Entries taken from a collection:
########################################

//! Streaming generation of padded training batches.
//!
//! [`BatchGenerator`] pulls sentences out of corpus files one line at a
//! time, keeps the selected ones, groups them into length buckets, and
//! yields a padded tensor batch whenever a bucket fills. Nothing is
//! read ahead of the batch being built; dropping the generator closes
//! the current file.

use std::fs::File;
use std::path::{Path, PathBuf};

use hashbrown::HashSet;
use ndarray::{s, Array2, Array3, ArrayView1};

use crate::config::{ModelConfig, TrainConfig};
use crate::corpus::SentenceReader;
use crate::encoder::SampleEncoder;
use crate::errors::Result;
use crate::grammemes::GrammemeVectorizer;
use crate::tag;

/// One word of a pending sentence with its resolved label index.
struct LabeledWord {
    text: String,
    label_index: usize,
}

/// Target tensors of one batch.
///
/// Stored label values are the vectorizer indices plus one; value 0 is
/// the padding class. The shifted variants move each row one step right
/// or left with a zero boundary and are present only when the matching
/// language-model toggle is on.
pub struct BatchTargets {
    labels: Array2<u32>,
    labels_prev: Option<Array2<u32>>,
    labels_next: Option<Array2<u32>>,
    words_prev: Option<Array2<u32>>,
    words_next: Option<Array2<u32>>,
}

impl BatchTargets {
    /// Returns the label matrix.
    pub fn labels(&self) -> &Array2<u32> {
        &self.labels
    }

    /// Returns the labels shifted one step right, if `use_pos_lm` is
    /// on.
    pub fn labels_prev(&self) -> Option<&Array2<u32>> {
        self.labels_prev.as_ref()
    }

    /// Returns the labels shifted one step left, if `use_pos_lm` is
    /// on.
    pub fn labels_next(&self) -> Option<&Array2<u32>> {
        self.labels_next.as_ref()
    }

    /// Returns the word matrix shifted one step right, if
    /// `use_word_lm` is on.
    pub fn words_prev(&self) -> Option<&Array2<u32>> {
        self.words_prev.as_ref()
    }

    /// Returns the word matrix shifted one step left, if `use_word_lm`
    /// is on.
    pub fn words_next(&self) -> Option<&Array2<u32>> {
        self.words_next.as_ref()
    }
}

/// One padded batch of encoded sentences.
///
/// Every tensor spans the same sentences; each sentence occupies the
/// last columns of its row and the padding columns before it hold
/// zeros. A channel turned off in the model configuration is absent
/// rather than zero-filled.
pub struct Batch {
    words: Option<Array2<u32>>,
    grammemes: Option<Array3<f32>>,
    chars: Option<Array3<u32>>,
    targets: BatchTargets,
}

impl Batch {
    /// Returns the word-index channel, if `use_words` is on.
    pub fn words(&self) -> Option<&Array2<u32>> {
        self.words.as_ref()
    }

    /// Returns the grammeme-distribution channel, if `use_grammemes`
    /// is on.
    pub fn grammemes(&self) -> Option<&Array3<f32>> {
        self.grammemes.as_ref()
    }

    /// Returns the character-index channel, if `use_chars` is on.
    pub fn chars(&self) -> Option<&Array3<u32>> {
        self.chars.as_ref()
    }

    /// Returns the targets.
    pub fn targets(&self) -> &BatchTargets {
        &self.targets
    }

    /// Returns the number of sentences.
    pub fn num_sentences(&self) -> usize {
        self.targets.labels.nrows()
    }

    /// Returns the padded sentence length.
    pub fn max_len(&self) -> usize {
        self.targets.labels.ncols()
    }
}

/// Pull-based stream of batches over corpus files.
///
/// The generator owns the scan state, so each call to
/// [`next()`](Iterator::next) resumes exactly where the previous one
/// stopped. Sentences are counted in stream order across all files and
/// only the positions in the supplied index set are kept, which is how
/// the train and validation streams share one corpus. After the last
/// file, the remaining non-empty buckets are flushed in the order the
/// length groups were declared.
pub struct BatchGenerator<'a> {
    paths: Vec<PathBuf>,
    next_path: usize,
    sentences: Option<SentenceReader<File>>,
    encoder: SampleEncoder<'a>,
    output: &'a GrammemeVectorizer,
    model: &'a ModelConfig,
    batch_size: usize,
    ranges: Vec<(usize, usize)>,
    buckets: Vec<Vec<Vec<LabeledWord>>>,
    indices: HashSet<usize>,
    position: usize,
    flush_cursor: usize,
    dropped: usize,
    finished: bool,
}

impl<'a> BatchGenerator<'a> {
    /// Creates a generator over the given corpus files.
    ///
    /// `indices` holds the sentence positions this stream keeps;
    /// positions follow the file order of `paths`.
    pub fn new<P, I>(
        paths: &[P],
        encoder: SampleEncoder<'a>,
        output: &'a GrammemeVectorizer,
        model: &'a ModelConfig,
        train: &TrainConfig,
        indices: I,
    ) -> Self
    where
        P: AsRef<Path>,
        I: IntoIterator<Item = usize>,
    {
        Self {
            paths: paths.iter().map(|p| p.as_ref().to_path_buf()).collect(),
            next_path: 0,
            sentences: None,
            encoder,
            output,
            model,
            batch_size: train.batch_size,
            ranges: train.sentence_len_groups.clone(),
            buckets: train.sentence_len_groups.iter().map(|_| vec![]).collect(),
            indices: indices.into_iter().collect(),
            position: 0,
            flush_cursor: 0,
            dropped: 0,
            finished: false,
        }
    }

    /// Returns the number of kept sentences no length group covered.
    pub fn dropped_sentences(&self) -> usize {
        self.dropped
    }

    /// Stops the stream; only the EOF drain of the buckets remains.
    fn finish(&mut self) {
        self.finished = true;
        self.sentences = None;
    }

    /// Stops the stream and discards the buckets.
    fn poison(&mut self) {
        self.finish();
        self.flush_cursor = self.buckets.len();
    }

    /// Builds the padded tensors of one flushed bucket.
    fn to_batch(&self, sentences: &[Vec<LabeledWord>]) -> Batch {
        let n = sentences.len();
        let max_len = sentences.iter().map(Vec::len).max().unwrap_or(0);

        let mut words = Array2::<u32>::zeros((n, max_len));
        let mut grammemes =
            Array3::<f32>::zeros((n, max_len, self.encoder.grammemes_count()));
        let mut chars =
            Array3::<u32>::zeros((n, max_len, self.model.char_max_word_length));
        let mut labels = Array2::<u32>::zeros((n, max_len));

        for (i, sentence) in sentences.iter().enumerate() {
            let texts: Vec<&str> = sentence.iter().map(|w| w.text.as_str()).collect();
            let encoded = self.encoder.encode(&texts);
            let start = max_len - sentence.len();
            words
                .slice_mut(s![i, start..])
                .assign(&ArrayView1::from(encoded.word_ids()));
            for (j, word) in sentence.iter().enumerate() {
                let col = start + j;
                labels[[i, col]] = u32::try_from(word.label_index).unwrap() + 1;
                grammemes
                    .slice_mut(s![i, col, ..])
                    .assign(&ArrayView1::from(encoded.grammemes()[j].as_slice()));
                chars
                    .slice_mut(s![i, col, ..])
                    .assign(&ArrayView1::from(encoded.char_ids()[j].as_slice()));
            }
        }

        let (labels_prev, labels_next) = if self.model.use_pos_lm {
            (Some(shift_right(&labels)), Some(shift_left(&labels)))
        } else {
            (None, None)
        };
        let (words_prev, words_next) = if self.model.use_word_lm {
            (Some(shift_right(&words)), Some(shift_left(&words)))
        } else {
            (None, None)
        };

        Batch {
            words: if self.model.use_words { Some(words) } else { None },
            grammemes: if self.model.use_grammemes {
                Some(grammemes)
            } else {
                None
            },
            chars: if self.model.use_chars { Some(chars) } else { None },
            targets: BatchTargets {
                labels,
                labels_prev,
                labels_next,
                words_prev,
                words_next,
            },
        }
    }
}

impl<'a> Iterator for BatchGenerator<'a> {
    type Item = Result<Batch>;

    fn next(&mut self) -> Option<Self::Item> {
        loop {
            if self.finished {
                while self.flush_cursor < self.buckets.len() {
                    let index = self.flush_cursor;
                    self.flush_cursor += 1;
                    if !self.buckets[index].is_empty() {
                        let bucket = std::mem::take(&mut self.buckets[index]);
                        return Some(Ok(self.to_batch(&bucket)));
                    }
                }
                return None;
            }

            let reader = match self.sentences.as_mut() {
                Some(reader) => reader,
                None => {
                    if self.next_path == self.paths.len() {
                        self.finished = true;
                        continue;
                    }
                    let file = match File::open(&self.paths[self.next_path]) {
                        Ok(file) => file,
                        Err(e) => {
                            self.poison();
                            return Some(Err(e.into()));
                        }
                    };
                    self.next_path += 1;
                    self.sentences.insert(SentenceReader::new(file))
                }
            };

            let records = match reader.next() {
                None => {
                    self.sentences = None;
                    continue;
                }
                Some(Err(e)) => {
                    self.poison();
                    return Some(Err(e));
                }
                Some(Ok(records)) => records,
            };

            let position = self.position;
            self.position += 1;
            if !self.indices.contains(&position) {
                continue;
            }

            let mut sentence = Vec::with_capacity(records.len());
            for record in &records {
                let label = tag::label(record.pos(), record.grammemes());
                match self.output.index(&label) {
                    Ok(label_index) => sentence.push(LabeledWord {
                        text: record.text().to_string(),
                        label_index,
                    }),
                    Err(e) => {
                        self.poison();
                        return Some(Err(e));
                    }
                }
            }

            let len = sentence.len();
            let mut placed = false;
            for (index, &(lower, upper)) in self.ranges.iter().enumerate() {
                if lower <= len && len < upper {
                    self.buckets[index].push(sentence);
                    placed = true;
                    if self.buckets[index].len() >= self.batch_size {
                        let bucket = std::mem::take(&mut self.buckets[index]);
                        return Some(Ok(self.to_batch(&bucket)));
                    }
                    break;
                }
            }
            if !placed {
                self.dropped += 1;
                log::warn!("no length group covers a sentence of {len} words; dropping it");
            }
        }
    }
}

/// Copies a matrix one column right, zeroing the first column.
fn shift_right(source: &Array2<u32>) -> Array2<u32> {
    let mut shifted = Array2::zeros(source.dim());
    shifted
        .slice_mut(s![.., 1..])
        .assign(&source.slice(s![.., ..-1]));
    shifted
}

/// Copies a matrix one column left, zeroing the last column.
fn shift_left(source: &Array2<u32>) -> Array2<u32> {
    let mut shifted = Array2::zeros(source.dim());
    shifted
        .slice_mut(s![.., ..-1])
        .assign(&source.slice(s![.., 1..]));
    shifted
}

########################################

## TASK ITEM
In the data above, find the line that contains "let label = tag::label(record.pos(), record.grammemes());" and the line that contains "placed = true;". Repeat exactly those lines and every line between them, and only those.

## ANSWER
                let label = tag::label(record.pos(), record.grammemes());
                match self.output.index(&label) {
                    Ok(label_index) => sentence.push(LabeledWord {
                        text: record.text().to_string(),
                        label_index,
                    }),
                    Err(e) => {
                        self.poison();
                        return Some(Err(e));
                    }
                }
            }

            let len = sentence.len();
            let mut placed = false;
            for (index, &(lower, upper)) in self.ranges.iter().enumerate() {
                if lower <= len && len < upper {
                    self.buckets[index].push(sentence);
                    placed = true;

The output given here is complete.